Dans le dossier de ce projet d’attentat avorté contre l’Élysée, dont il avait reconnu avoir connaissance, les juges d'instruction l'avaient décrit comme un "jeune radicalisé particulièrement violent sur les réseaux sociaux". Le père de la fratrie est lui aussi dans le viseur des enquêteurs. L'homme a été expulsé de France vers la Russie en 2018 pour radicalisation. Il a été identifié en Géorgie, a appris BFMTV, ce dimanche. Selon une source proche du dossier, il avait "une influence rigoriste forte" sur son fils.

Deux Biélorusses en garde à vue

À l'été 2023, des échanges "assidus" entre Mohammed Mogouchkov, son père et son frère aîné poussent la DGSI à s'intéresser au jeune homme. À cette époque, il est suivi par le Service central du renseignement territorial (le SCRT) et il est inscrit au FSPRT, le fichier de signalements pour la prévention et la radicalisation à caractère terroriste.

Ces échanges inquiètent les renseignements, qui passent la main à la DGSI, fin juillet 2023. Le service décide de mettre en place une surveillance active de Mohammed Mogouchkov, par le biais d'écoutes téléphoniques, de géolocalisation et de surveillances physiques. Le 2 octobre, une fiche S est émise à l'encontre de l'assaillant pour radicalisation. Le 12 octobre, la veille de l'attaque, les policiers découvrent que le jeune homme se trouve dans un véhicule en compagnie de deux hommes de nationalité biélorusse, une rencontre "suspecte" aux yeux des enquêteurs, selon une source proche de l'enquête, qui décident de contrôler Mohammed Mogouchkov. Les deux individus, eux, ont depuis été placés en garde à vue.

Des échanges "exaltés" avec son frère aîné

Si aucun élément ne laissait présager d'un passage à l'acte, selon nos informations, les enquêteurs ont profité de ce contrôle pour infiltrer son téléphone et les messageries cryptées qu'il utilisait. Lors de leurs investigations, ils ont découvert que Mohammed Mogouchkov était en contact "étroit" et "récent" avec son frère, incarcéré à la prison de la Santé. Les deux frères ont notamment échangé sur l'attaque récente du Hamas, en des termes "exaltés", selon nos informations.

"Il y a sans doute un lien malheureusement entre ce qu’il s’est passé dans le Proche-Orient et ce passage à l’acte", estimait vendredi soir Gérald Darmanin, le ministre de l'Intérieur.

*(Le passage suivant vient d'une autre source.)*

use glam::Vec3;
use piano_core::{Scene, SceneNode, TweenSet, TweenTag};

fn scene_with_node(y: f32) -> Scene {
    let mut scene = Scene::default();
    scene.push(SceneNode {
        name: "node".into(),
        position: Vec3::new(0.0, y, 0.0),
        half_extents: Vec3::splat(0.1),
        color: [1.0, 1.0, 1.0],
    });
    scene
}

#[test]
fn tween_lands_exactly_on_target() {
    let mut scene = scene_with_node(0.5);
    let id = scene.find("node").unwrap();
    let mut tweens = TweenSet::new();
    let mut completed = Vec::new();

    tweens.animate_y(id, 0.5, 0.42, 0.1, 0.0, None);
    // several small steps, then overshoot the duration
    for _ in 0..5 {
        tweens.step(0.016, &mut scene, &mut completed);
    }
    tweens.step(0.05, &mut scene, &mut completed);
    assert_eq!(scene.node(id).position.y, 0.42);
    assert!(tweens.is_empty());
    assert!(completed.is_empty()); // untagged tween reports nothing
}

#[test]
fn tween_moves_toward_target_monotonically() {
    let mut scene = scene_with_node(1.0);
    let id = scene.find("node").unwrap();
    let mut tweens = TweenSet::new();
    let mut completed = Vec::new();

    tweens.animate_y(id, 1.0, 0.0, 0.2, 0.0, None);
    let mut last = 1.0;
    for _ in 0..10 {
        tweens.step(0.016, &mut scene, &mut completed);
        let y = scene.node(id).position.y;
        assert!(y <= last);
        last = y;
    }
}

#[test]
fn new_tween_supersedes_the_running_one() {
    let mut scene = scene_with_node(0.0);
    let id = scene.find("node").unwrap();
    let mut tweens = TweenSet::new();
    let mut completed = Vec::new();

    tweens.animate_y(id, 0.0, -1.0, 1.0, 0.0, Some(TweenTag::PowerDown));
    tweens.step(0.1, &mut scene, &mut completed);
    let mid = scene.node(id).position.y;
    assert!(mid < 0.0 && mid > -1.0);

    // replacement starts from the interrupted position, back to rest
    tweens.animate_y(id, mid, 0.0, 0.1, 0.0, None);
    assert_eq!(tweens.len(), 1);
    tweens.step(1.0, &mut scene, &mut completed);
    assert_eq!(scene.node(id).position.y, 0.0);
    // the superseded tween's tag must never fire
    assert!(completed.is_empty());
}

#[test]
fn delay_holds_before_moving() {
    let mut scene = scene_with_node(0.3);
    let id = scene.find("node").unwrap();
    let mut tweens = TweenSet::new();
    let mut completed = Vec::new();

    tweens.animate_y(id, 0.3, 0.0, 0.1, 0.2, None);
    tweens.step(0.15, &mut scene, &mut completed);
    // still inside the hold window
    assert_eq!(scene.node(id).position.y, 0.3);
    assert!(tweens.is_animating(id));
    tweens.step(0.3, &mut scene, &mut completed);
    assert_eq!(scene.node(id).position.y, 0.0);
}

#[test]
fn completion_tag_reports_exactly_once() {
    let mut scene = scene_with_node(0.0);
    let id = scene.find("node").unwrap();
    let mut tweens = TweenSet::new();
    let mut completed = Vec::new();

    tweens.animate_y(id, 0.0, -0.5, 0.05, 0.0, Some(TweenTag::PowerUp));
    tweens.step(1.0, &mut scene, &mut completed);
    assert_eq!(completed, vec![TweenTag::PowerUp]);
    // further stepping reports nothing more
    tweens.step(1.0, &mut scene, &mut completed);
    assert_eq!(completed.len(), 1);
}

#[test]
fn independent_nodes_animate_independently() {
    let mut scene = Scene::default();
    let a = scene.push(SceneNode {
        name: "a".into(),
        position: Vec3::ZERO,
        half_extents: Vec3::splat(0.1),
        color: [1.0, 1.0, 1.0],
    });
    let b = scene.push(SceneNode {
        name: "b".into(),
        position: Vec3::new(1.0, 1.0, 0.0),
        half_extents: Vec3::splat(0.1),
        color: [1.0, 1.0, 1.0],
    });
    let mut tweens = TweenSet::new();
    let mut completed = Vec::new();
    tweens.animate_y(a, 0.0, -0.2, 0.1, 0.0, None);
    tweens.animate_y(b, 1.0, 0.5, 0.1, 0.0, None);
    assert_eq!(tweens.len(), 2);
    tweens.step(1.0, &mut scene, &mut completed);
    assert_eq!(scene.node(a).position.y, -0.2);
    assert_eq!(scene.node(b).position.y, 0.5);
}
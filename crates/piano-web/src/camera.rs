use crate::constants::{CAMERA_EYE, CAMERA_FOV_Y, CAMERA_TARGET, CAMERA_Z_FAR, CAMERA_Z_NEAR};
use glam::{Mat4, Vec3, Vec4};
use web_sys as web;

#[inline]
pub fn view_proj(aspect: f32) -> Mat4 {
    let proj = Mat4::perspective_rh(CAMERA_FOV_Y, aspect, CAMERA_Z_NEAR, CAMERA_Z_FAR);
    let view = Mat4::look_at_rh(CAMERA_EYE, CAMERA_TARGET, Vec3::Y);
    proj * view
}

/// Compute a world-space pick ray from canvas backing-store pixel
/// coordinates, by unprojecting the far plane through the inverse
/// view-projection of the fixed camera.
pub fn screen_to_world_ray(canvas: &web::HtmlCanvasElement, sx: f32, sy: f32) -> (Vec3, Vec3) {
    let width = canvas.width().max(1) as f32;
    let height = canvas.height().max(1) as f32;
    let ndc_x = (2.0 * sx / width) - 1.0;
    let ndc_y = 1.0 - (2.0 * sy / height);
    let inv = view_proj(width / height).inverse();
    let p_far = inv * Vec4::new(ndc_x, ndc_y, 1.0, 1.0);
    let p1: Vec3 = p_far.truncate() / p_far.w;
    let ro = CAMERA_EYE;
    let rd = (p1 - ro).normalize();
    (ro, rd)
}
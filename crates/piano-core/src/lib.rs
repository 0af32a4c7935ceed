pub mod constants;
pub mod keyboard;
pub mod note;
pub mod pick;
pub mod scene;
pub mod tween;
pub static PIANO_WGSL: &str = include_str!("../shaders/piano.wgsl");

pub use constants::*;
pub use keyboard::*;
pub use note::*;
pub use pick::*;
pub use scene::*;
pub use tween::*;
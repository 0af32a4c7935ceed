use piano_core::{
    build_piano_scene, KEY_NODE_PREFIX, NOTE_NAMES, POWER_BUTTON_NODE, POWER_HOUSING_NODE,
    POWER_INDICATOR_NODE,
};

#[test]
fn scene_has_all_key_nodes_and_power_cluster() {
    let scene = build_piano_scene();
    for name in NOTE_NAMES {
        let node_name = format!("{KEY_NODE_PREFIX}{name}");
        assert!(scene.find(&node_name).is_some(), "missing {}", node_name);
    }
    assert!(scene.find(POWER_BUTTON_NODE).is_some());
    assert!(scene.find(POWER_HOUSING_NODE).is_some());
    assert!(scene.find(POWER_INDICATOR_NODE).is_some());
    // 25 keys + 3 power cluster nodes
    assert_eq!(scene.len(), 28);
}

#[test]
fn sharps_sit_above_and_behind_naturals() {
    let scene = build_piano_scene();
    let c4 = scene.find("Key_C4").unwrap();
    let cs4 = scene.find("Key_C#4").unwrap();
    let c4 = scene.node(c4);
    let cs4 = scene.node(cs4);
    assert!(cs4.position.y > c4.position.y);
    assert!(cs4.position.z < c4.position.z);
    // narrower too
    assert!(cs4.half_extents.x < c4.half_extents.x);
    // and between its neighbors along X
    let d4 = scene.node(scene.find("Key_D4").unwrap());
    assert!(c4.position.x < cs4.position.x && cs4.position.x < d4.position.x);
}

#[test]
fn naturals_are_evenly_spaced() {
    let scene = build_piano_scene();
    let xs: Vec<f32> = NOTE_NAMES
        .iter()
        .filter(|n| !n.contains('#'))
        .map(|n| {
            scene
                .node(scene.find(&format!("{KEY_NODE_PREFIX}{n}")).unwrap())
                .position
                .x
        })
        .collect();
    assert_eq!(xs.len(), 15);
    let pitch = xs[1] - xs[0];
    for pair in xs.windows(2) {
        assert!((pair[1] - pair[0] - pitch).abs() < 1e-5);
    }
    // centered on the origin
    assert!((xs[0] + xs[14]).abs() < 1e-5);
}

#[test]
fn power_button_is_clear_of_the_keys() {
    let scene = build_piano_scene();
    let button = scene.node(scene.find(POWER_BUTTON_NODE).unwrap());
    let lowest_key = scene.node(scene.find("Key_C3").unwrap());
    assert!(
        button.position.x + button.half_extents.x
            < lowest_key.position.x - lowest_key.half_extents.x
    );
}

#[test]
fn find_is_exact_match_only() {
    let scene = build_piano_scene();
    assert!(scene.find("Key_C4").is_some());
    assert!(scene.find("Key_").is_none());
    assert!(scene.find("powerbutton").is_none());
    assert!(scene.find("").is_none());
}
use crate::scene::{NodeId, Scene};
use glam::Vec3;

/// Slab-method ray/AABB intersection. Returns the entry distance along the
/// ray, or `None` when the ray misses or the box is entirely behind it.
#[inline]
pub fn ray_aabb(ray_origin: Vec3, ray_dir: Vec3, center: Vec3, half_extents: Vec3) -> Option<f32> {
    let inv = ray_dir.recip();
    let t1 = (center - half_extents - ray_origin) * inv;
    let t2 = (center + half_extents - ray_origin) * inv;
    let near = t1.min(t2).max_element();
    let far = t1.max(t2).min_element();
    if near > far || far < 0.0 {
        return None;
    }
    (near >= 0.0).then_some(near)
}

/// Return the nearest node hit by the ray, if any.
pub fn pick_node(scene: &Scene, ray_origin: Vec3, ray_dir: Vec3) -> Option<NodeId> {
    let mut best = None::<(NodeId, f32)>;
    for (id, node) in scene.iter() {
        if let Some(t) = ray_aabb(ray_origin, ray_dir, node.position, node.half_extents) {
            match best {
                Some((_, bt)) if t >= bt => {}
                _ => best = Some((id, t)),
            }
        }
    }
    best.map(|(id, _)| id)
}
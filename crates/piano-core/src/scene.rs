//! Minimal named-node scene model.
//!
//! The renderer draws every node as a colored box; the interaction layer
//! addresses nodes by name (`Key_<note>`, `powerButton`, ...). Node Y
//! positions are the only scene state that mutates during interaction.

use crate::constants::*;
use crate::note::NOTE_NAMES;
use glam::Vec3;

/// Index-based handle into a [`Scene`].
#[derive(Clone, Copy, PartialEq, Eq, Hash, Debug)]
pub struct NodeId(pub(crate) usize);

#[derive(Clone, Debug)]
pub struct SceneNode {
    pub name: String,
    pub position: Vec3,
    pub half_extents: Vec3,
    pub color: [f32; 3],
}

#[derive(Clone, Debug, Default)]
pub struct Scene {
    nodes: Vec<SceneNode>,
}

impl Scene {
    pub fn push(&mut self, node: SceneNode) -> NodeId {
        self.nodes.push(node);
        NodeId(self.nodes.len() - 1)
    }

    /// Linear name lookup; the scene holds a few dozen nodes at most.
    pub fn find(&self, name: &str) -> Option<NodeId> {
        self.nodes.iter().position(|n| n.name == name).map(NodeId)
    }

    pub fn node(&self, id: NodeId) -> &SceneNode {
        &self.nodes[id.0]
    }

    pub fn node_mut(&mut self, id: NodeId) -> &mut SceneNode {
        &mut self.nodes[id.0]
    }

    pub fn iter(&self) -> impl Iterator<Item = (NodeId, &SceneNode)> {
        self.nodes.iter().enumerate().map(|(i, n)| (NodeId(i), n))
    }

    pub fn len(&self) -> usize {
        self.nodes.len()
    }

    pub fn is_empty(&self) -> bool {
        self.nodes.is_empty()
    }
}

/// Build the piano scene: 25 key boxes, the power button, its housing and
/// the indicator lamp. Naturals sit side by side along X; each sharp sits
/// between its neighbors, raised and set back toward the case.
pub fn build_piano_scene() -> Scene {
    let mut scene = Scene::default();

    let natural_count = NOTE_NAMES.iter().filter(|n| !n.contains('#')).count();
    let x0 = -((natural_count - 1) as f32) * 0.5 * NATURAL_KEY_PITCH;

    let mut white_index = 0usize;
    for name in NOTE_NAMES {
        let sharp = name.contains('#');
        let (x, y, z, half, color) = if sharp {
            // Sharps always follow their natural, so the previous white key
            // is at white_index - 1 and the next at white_index.
            let x = x0 + (white_index as f32 - 0.5) * NATURAL_KEY_PITCH;
            (
                x,
                SHARP_KEY_RAISE,
                SHARP_KEY_SETBACK,
                SHARP_KEY_HALF,
                SHARP_KEY_COLOR,
            )
        } else {
            let x = x0 + white_index as f32 * NATURAL_KEY_PITCH;
            white_index += 1;
            (x, 0.0, 0.0, NATURAL_KEY_HALF, NATURAL_KEY_COLOR)
        };
        scene.push(SceneNode {
            name: format!("{KEY_NODE_PREFIX}{name}"),
            position: Vec3::new(x, y, z),
            half_extents: Vec3::from(half),
            color,
        });
    }

    // Power cluster to the left of the lowest key, toward the back
    let housing_x = x0 - 0.62;
    let housing = Vec3::new(housing_x, 0.0, -0.38);
    scene.push(SceneNode {
        name: POWER_HOUSING_NODE.to_string(),
        position: housing,
        half_extents: Vec3::from(POWER_HOUSING_HALF),
        color: POWER_HOUSING_COLOR,
    });
    scene.push(SceneNode {
        name: POWER_BUTTON_NODE.to_string(),
        position: Vec3::new(
            housing_x,
            housing.y + POWER_HOUSING_HALF[1] + POWER_BUTTON_HALF[1],
            housing.z - 0.04,
        ),
        half_extents: Vec3::from(POWER_BUTTON_HALF),
        color: POWER_BUTTON_COLOR,
    });
    scene.push(SceneNode {
        name: POWER_INDICATOR_NODE.to_string(),
        position: Vec3::new(
            housing_x,
            housing.y + POWER_HOUSING_HALF[1] + POWER_INDICATOR_HALF[1],
            housing.z + 0.09,
        ),
        half_extents: Vec3::from(POWER_INDICATOR_HALF),
        color: INDICATOR_OFF_COLOR,
    });

    scene
}
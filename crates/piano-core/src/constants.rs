// Shared interaction and layout tuning constants used by the web frontend
// and the host-side tests.

// Scene node naming
pub const KEY_NODE_PREFIX: &str = "Key_";
pub const POWER_BUTTON_NODE: &str = "powerButton";
pub const POWER_HOUSING_NODE: &str = "powerButtonHousing";
pub const POWER_INDICATOR_NODE: &str = "powerIndicator";

// Key press visuals. Sharps travel less than naturals.
pub const NATURAL_PRESS_DEPTH: f32 = 0.08;
pub const SHARP_PRESS_DEPTH: f32 = 0.05;
pub const KEY_PRESS_DURATION: f32 = 0.06; // seconds
pub const KEY_RELEASE_DURATION: f32 = 0.12;

// Power button gesture: dip, brief hold, return.
pub const BUTTON_PRESS_DEPTH: f32 = 0.035;
pub const BUTTON_PRESS_DURATION: f32 = 0.08;
pub const BUTTON_HOLD_DELAY: f32 = 0.15;

// Keyboard layout
pub const NATURAL_KEY_PITCH: f32 = 0.26; // center-to-center spacing along X
pub const NATURAL_KEY_HALF: [f32; 3] = [0.115, 0.06, 0.50];
pub const SHARP_KEY_HALF: [f32; 3] = [0.07, 0.06, 0.30];
pub const SHARP_KEY_RAISE: f32 = 0.07; // sharps sit above the naturals
pub const SHARP_KEY_SETBACK: f32 = -0.22; // and toward the back of the case

// Power button cluster, left of the keys
pub const POWER_HOUSING_HALF: [f32; 3] = [0.18, 0.05, 0.14];
pub const POWER_BUTTON_HALF: [f32; 3] = [0.06, 0.035, 0.06];
pub const POWER_INDICATOR_HALF: [f32; 3] = [0.03, 0.02, 0.03];

// Base colors consumed by the renderer
pub const NATURAL_KEY_COLOR: [f32; 3] = [0.95, 0.95, 0.92];
pub const SHARP_KEY_COLOR: [f32; 3] = [0.08, 0.08, 0.10];
pub const POWER_HOUSING_COLOR: [f32; 3] = [0.15, 0.15, 0.16];
pub const POWER_BUTTON_COLOR: [f32; 3] = [0.32, 0.32, 0.35];
pub const INDICATOR_OFF_COLOR: [f32; 3] = [0.45, 0.08, 0.08];
pub const INDICATOR_ON_COLOR: [f32; 3] = [0.15, 0.85, 0.30];
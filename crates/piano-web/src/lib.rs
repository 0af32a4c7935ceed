#![cfg(target_arch = "wasm32")]
use crate::constants::{CANVAS_ELEMENT_ID, OVERLAY_CLOSE_ID, OVERLAY_OK_ID};
use instant::Instant;
use piano_core::{build_piano_scene, KeyboardState, PowerIndicator, TweenSet};
use std::cell::RefCell;
use std::rc::Rc;
use std::sync::atomic::{AtomicBool, Ordering};
use wasm_bindgen::prelude::*;
use wasm_bindgen::JsCast;
use wasm_bindgen_futures::spawn_local;
use web_sys as web;

mod audio;
mod camera;
mod constants;
mod dispatch;
mod dom;
mod events;
mod frame;
mod overlay;
mod render;

fn wire_canvas_resize(canvas: &web::HtmlCanvasElement) {
    dom::sync_canvas_backing_size(canvas);
    let canvas_resize = canvas.clone();
    let resize_closure = Closure::wrap(Box::new(move || {
        dom::sync_canvas_backing_size(&canvas_resize);
    }) as Box<dyn FnMut()>);
    if let Some(window) = web::window() {
        let _ = window
            .add_event_listener_with_callback("resize", resize_closure.as_ref().unchecked_ref());
    }
    resize_closure.forget();
}

fn wire_overlay_buttons(audio_ctx: &web::AudioContext) {
    // Dismissing the overlay is the user gesture that lets audio start.
    if let Some(doc) = dom::window_document() {
        for id in [OVERLAY_OK_ID, OVERLAY_CLOSE_ID] {
            let audio = audio_ctx.clone();
            dom::add_click_listener(&doc, id, move || {
                let _ = audio.resume();
                if let Some(d) = dom::window_document() {
                    overlay::hide(&d);
                }
            });
        }
    }
}

#[wasm_bindgen(start)]
pub fn start() -> Result<(), JsValue> {
    console_error_panic_hook::set_once();
    console_log::init_with_level(log::Level::Info).ok();
    log::info!("piano-web starting");

    spawn_local(async move {
        if let Err(e) = init().await {
            log::error!("init error: {:?}", e);
        }
    });
    Ok(())
}

async fn init() -> anyhow::Result<()> {
    let window = web::window().ok_or_else(|| anyhow::anyhow!("no window"))?;
    let document = window
        .document()
        .ok_or_else(|| anyhow::anyhow!("no document"))?;

    let canvas_el = document
        .get_element_by_id(CANVAS_ELEMENT_ID)
        .ok_or_else(|| anyhow::anyhow!("missing #{}", CANVAS_ELEMENT_ID))?;
    let canvas: web::HtmlCanvasElement = canvas_el
        .dyn_into::<web::HtmlCanvasElement>()
        .map_err(|e| anyhow::anyhow!(format!("{:?}", e)))?;

    // Maintain canvas internal pixel size to match CSS size * devicePixelRatio
    wire_canvas_resize(&canvas);

    static STARTED: AtomicBool = AtomicBool::new(false);
    if STARTED.swap(true, Ordering::SeqCst) {
        return Ok(());
    }

    let audio_ctx = web::AudioContext::new().map_err(|e| anyhow::anyhow!("{:?}", e))?;
    let _ = audio_ctx.resume();
    let master_bus = match audio::build_master_bus(&audio_ctx) {
        Ok(b) => b,
        Err(()) => return Err(anyhow::anyhow!("audio graph init failed")),
    };
    wire_overlay_buttons(&audio_ctx);

    // Scene + interaction state
    let scene = Rc::new(RefCell::new(build_piano_scene()));
    let keyboard = {
        let s = scene.borrow();
        Rc::new(RefCell::new(KeyboardState::new(&s)))
    };
    let tweens = Rc::new(RefCell::new(TweenSet::new()));
    let voices = Rc::new(RefCell::new(audio::ActiveVoices::new()));
    let indicator = Rc::new(RefCell::new(PowerIndicator::Off));
    log::info!("[scene] {} nodes", scene.borrow().len());

    // Pointer handlers (down/up/cancel)
    events::wire_input_handlers(events::InputWiring {
        canvas: canvas.clone(),
        scene: scene.clone(),
        keyboard: keyboard.clone(),
        tweens: tweens.clone(),
        voices: voices.clone(),
        indicator: indicator.clone(),
        audio_ctx: audio_ctx.clone(),
        master_gain: master_bus.master_gain.clone(),
    });

    // Renderer; audio-only degradation when WebGPU is unavailable
    let gpu = frame::init_gpu(&canvas).await;

    let frame_ctx = Rc::new(RefCell::new(frame::FrameContext {
        scene,
        keyboard,
        tweens,
        voices,
        indicator,
        canvas,
        audio_ctx,
        master_gain: master_bus.master_gain,
        gpu,
        last_instant: Instant::now(),
    }));
    frame::start_loop(frame_ctx);

    Ok(())
}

Parmi les récents échanges de Mohammed Mogouchkov, les enquêteurs s'intéressent également de près à une autre personne, un détenu de la prison de Moulins-Yzeure dans l'Allier, décrit comme "radicalisé". Selon nos informations, il s'agit d'un homme de 32 ans, écroué depuis 2012. L'homme a été extrait de sa cellule et placé en garde à vue.